→ **WHAT IS REQUIRED**: The response must be made up of the lines in the entries below that contain "ChatChoiceMessage".

→ **Stored data entries**:
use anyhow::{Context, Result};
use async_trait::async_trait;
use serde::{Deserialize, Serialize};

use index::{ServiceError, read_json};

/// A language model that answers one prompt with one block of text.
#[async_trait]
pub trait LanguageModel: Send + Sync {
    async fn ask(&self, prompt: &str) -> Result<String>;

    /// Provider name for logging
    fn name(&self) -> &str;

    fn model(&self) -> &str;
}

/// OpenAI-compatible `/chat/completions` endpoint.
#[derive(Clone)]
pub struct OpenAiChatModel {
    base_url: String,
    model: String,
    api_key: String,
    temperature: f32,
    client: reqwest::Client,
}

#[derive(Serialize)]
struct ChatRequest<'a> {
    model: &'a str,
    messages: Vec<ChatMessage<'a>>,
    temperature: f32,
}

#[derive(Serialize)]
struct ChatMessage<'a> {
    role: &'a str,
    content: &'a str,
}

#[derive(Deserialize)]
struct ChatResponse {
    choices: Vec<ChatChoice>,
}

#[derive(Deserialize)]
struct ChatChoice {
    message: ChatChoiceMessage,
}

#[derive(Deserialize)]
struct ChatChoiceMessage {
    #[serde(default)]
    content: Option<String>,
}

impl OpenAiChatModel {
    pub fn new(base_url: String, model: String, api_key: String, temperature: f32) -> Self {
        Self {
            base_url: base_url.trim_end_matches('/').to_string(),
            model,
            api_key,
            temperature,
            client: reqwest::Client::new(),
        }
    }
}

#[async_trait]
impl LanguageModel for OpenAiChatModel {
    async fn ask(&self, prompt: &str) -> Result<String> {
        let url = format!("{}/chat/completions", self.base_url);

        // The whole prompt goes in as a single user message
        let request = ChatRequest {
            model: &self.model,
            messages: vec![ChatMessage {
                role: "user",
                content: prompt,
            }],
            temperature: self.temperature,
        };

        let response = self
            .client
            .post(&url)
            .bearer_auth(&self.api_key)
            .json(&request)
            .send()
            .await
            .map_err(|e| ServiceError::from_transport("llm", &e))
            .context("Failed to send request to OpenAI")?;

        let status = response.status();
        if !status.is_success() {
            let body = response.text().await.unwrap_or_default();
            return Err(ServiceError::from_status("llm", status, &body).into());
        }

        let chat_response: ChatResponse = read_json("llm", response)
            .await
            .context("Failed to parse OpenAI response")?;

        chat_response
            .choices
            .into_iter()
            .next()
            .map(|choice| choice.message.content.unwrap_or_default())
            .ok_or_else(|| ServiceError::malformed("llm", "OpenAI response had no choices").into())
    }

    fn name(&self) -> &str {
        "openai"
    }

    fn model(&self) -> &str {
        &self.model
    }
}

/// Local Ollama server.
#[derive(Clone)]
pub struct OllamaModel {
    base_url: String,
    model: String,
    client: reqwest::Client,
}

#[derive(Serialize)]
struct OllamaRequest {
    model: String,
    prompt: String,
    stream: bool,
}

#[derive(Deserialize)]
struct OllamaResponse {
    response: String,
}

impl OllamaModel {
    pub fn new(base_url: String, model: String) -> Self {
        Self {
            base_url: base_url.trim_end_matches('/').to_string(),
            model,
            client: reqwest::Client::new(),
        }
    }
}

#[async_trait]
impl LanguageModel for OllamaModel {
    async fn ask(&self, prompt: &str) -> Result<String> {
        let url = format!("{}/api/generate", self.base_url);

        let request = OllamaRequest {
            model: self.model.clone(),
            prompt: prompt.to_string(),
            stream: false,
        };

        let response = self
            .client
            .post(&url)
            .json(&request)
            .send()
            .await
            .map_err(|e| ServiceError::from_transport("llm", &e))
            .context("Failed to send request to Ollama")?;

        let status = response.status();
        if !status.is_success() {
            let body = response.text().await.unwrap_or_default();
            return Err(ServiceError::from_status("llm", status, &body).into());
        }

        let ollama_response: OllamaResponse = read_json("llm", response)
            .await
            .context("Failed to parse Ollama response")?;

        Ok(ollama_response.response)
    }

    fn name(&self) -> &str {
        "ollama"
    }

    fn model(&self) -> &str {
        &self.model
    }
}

→ **ANSWER TO THE PROBLEM**:
    message: ChatChoiceMessage,
struct ChatChoiceMessage {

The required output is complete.